13、在本发明中，所述的荧光基团包括hex、joe、tet、rox、tam或fam中的任意一种；所述的荧光猝灭基团包括bhq1、bhq2或mgb中的任意一种。

14、根据本发明的具体实施方式，所述的荧光基团为fam，所述的荧光猝灭基团为bhq1。

15、在一些实施方式中，所述的置换引物包括f1和f2，所述的扩增引物包括c1，d1，r1，c2，d2和r2，所述的交叉引物包括cp1*和cp2；所述的f1的序列如seq id no.1所示，所述的f2的序列如seq id no.2所示，所述的c1的序列如seq id no.6所示，所述的d1的序列如seqid no.7所示，r1的序列如seq id no.8所示，所述的c2的序列如seq id no.9所示，所述的d2的序列如seq id no.10所示，所述的r2的序列如seq id no.11所示，所述的cp1*的序列如seq id no.4所示，所述的cp2的序列如seq id no.5所示；所述的apacas12b-grna复合物中的grna的序列如seq id no.12所示；所述的荧光探针的序列如seq id no.13所示。
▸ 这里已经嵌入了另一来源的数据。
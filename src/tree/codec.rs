/// flat text persistence for the game tree. every line is one
/// root-to-leaf path, nodes joined by '$', each node serialized as
/// `{tags};{confidence};{good};{total}`. shared prefixes repeat on
/// every line through them and re-apply the same stats on load, so
/// the format round-trips exactly.
impl GameTree {
    pub fn save(&self, path: &Path) -> Result<()> {
        let mut file = File::create(path)
            .with_context(|| format!("failed to create {}", path.display()))?;
        for line in self.paths() {
            writeln!(file, "{}", line)?;
        }
        Ok(())
    }

    pub fn load(path: &Path) -> Result<GameTree> {
        let file =
            File::open(path).with_context(|| format!("failed to open {}", path.display()))?;
        let mut tree = GameTree::root();
        for line in BufReader::new(file).lines() {
            let line = line?;
            if line.is_empty() {
                continue;
            }
            tree.absorb(&line)
                .with_context(|| format!("malformed line: {}", line))?;
        }
        Ok(tree)
    }

    /// every root-to-leaf path, in key order
    pub fn paths(&self) -> Vec<String> {
        match self.children().next() {
            None => vec![self.record()],
            Some(_) => self
                .children()
                .flat_map(|(_, child)| child.paths())
                .map(|path| format!("{}${}", self.record(), path))
                .collect(),
        }
    }

    fn record(&self) -> String {
        format!(
            "{};{};{};{}",
            self.classes().cloned().unwrap_or_default(),
            self.confidence().unwrap_or(0.0),
            self.good(),
            self.total()
        )
    }

    /// replay one serialized path into the tree, creating nodes as
    /// needed and overwriting stats on the ones already present
    pub fn absorb(&mut self, line: &str) -> Result<()> {
        let mut node: &mut GameTree = self;
        for (i, record) in line.split('$').enumerate() {
            let mut fields = record.split(';');
            let tags = fields.next().context("missing tags")?.parse::<Tags>()?;
            let _ = fields
                .next()
                .context("missing confidence")?
                .parse::<Probability>()
                .context("bad confidence")?;
            let good = fields
                .next()
                .context("missing good count")?
                .parse::<usize>()
                .context("bad good count")?;
            let total = fields
                .next()
                .context("missing total count")?
                .parse::<usize>()
                .context("bad total count")?;
            ensure!(fields.next().is_none(), "trailing fields");
            if i == 0 {
                ensure!(tags.is_empty(), "paths must start at the root");
            } else {
                node = node
                    .children_mut()
                    .entry(tags.clone())
                    .or_insert_with(|| GameTree::node(tags));
            }
            node.set_stats(good, total);
        }
        Ok(())
    }
}

use super::tags::Tags;
use super::tree::GameTree;
use crate::Probability;
use anyhow::{ensure, Context, Result};
use std::fs::File;
use std::io::{BufRead, BufReader, Write};
use std::path::Path;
16、在一些实施方式中，所述的恒定温度为56℃至61℃。

17、作为一种优选的实施方式，所述的恒定温度为60℃。

18、在一些实施方式中，在所述的反应体系中，所述的mcda引物的终浓度为：每条置换引物0.18 μm，每条扩增引物0.36 μm，每条交叉引物0.72 μm。

19、在一些实施方式中，所述的方法还包括使用荧光仪器检测步骤（2）中反式切割反应产生的荧光信号。

20、第二方面，本发明提供了一种试剂盒，其包括：mcda引物、dna聚合酶、apacas12b-grna复合物、荧光探针，所述的mcda引物包括置换引物、扩增引物、交叉引物，所述的交叉引物包含pam位点，apacas12b-grna复合物中grna与靶序列互补，所述的荧光探针为ssdna探针。

21、在一些实施方式中，所述的置换引物包括f1和f2，所述的扩增引物包括c1，d1，r1，c2，d2和r2，所述的交叉引物包括cp1*和cp2，其中，所述f1的序列如seq id no.1所示，所述的f2的序列如seq id no.2所示，所述的c1的序列如seq id no.6所示，所述的d1的序列如seq id no.7所示，r1的序列如seq id no.8所示，所述的c2的序列如seq id no.9所示，所述的d2的序列如seq id no.10所示，所述的r2的序列如seq id no.11所示，所述的cp1*的序列如seq id no.4所示，所述的cp2的序列如seq id no.5所示；所述的apacas12b-grna复合物中的grna的序列如seq id no.12所示；所述的荧光探针的序列如seq id no.13所示。

22、第三方面，本发明提供了本发明第二方面所述的试剂盒在制备检测肺炎支原体的产品中的应用。

23、在一些实施方式中，所述的产品包括试剂盒、检测装置。

24、有益效果

25、本发明首次公开了一种基于crispr的新型检测系统，称为crispr-one（crispr介导的单管一步法检测），它将多重交叉置换扩增（multiple cross displacementamplification，mcda）与crispr/cas12b系统集成在一起。crispr-one检测平台能够在恒定温度下、单个反应管内进行靶标预扩增和crispr介导的信号检测。crispr-one检测的结果可以使用实时荧光仪器直接可视化读取。值得注意的是，crispr-one检测平台可以检测本身缺乏pam位点的靶基因，因为该检测平台中使用的工程引物被修改为包含pam位点（图1）。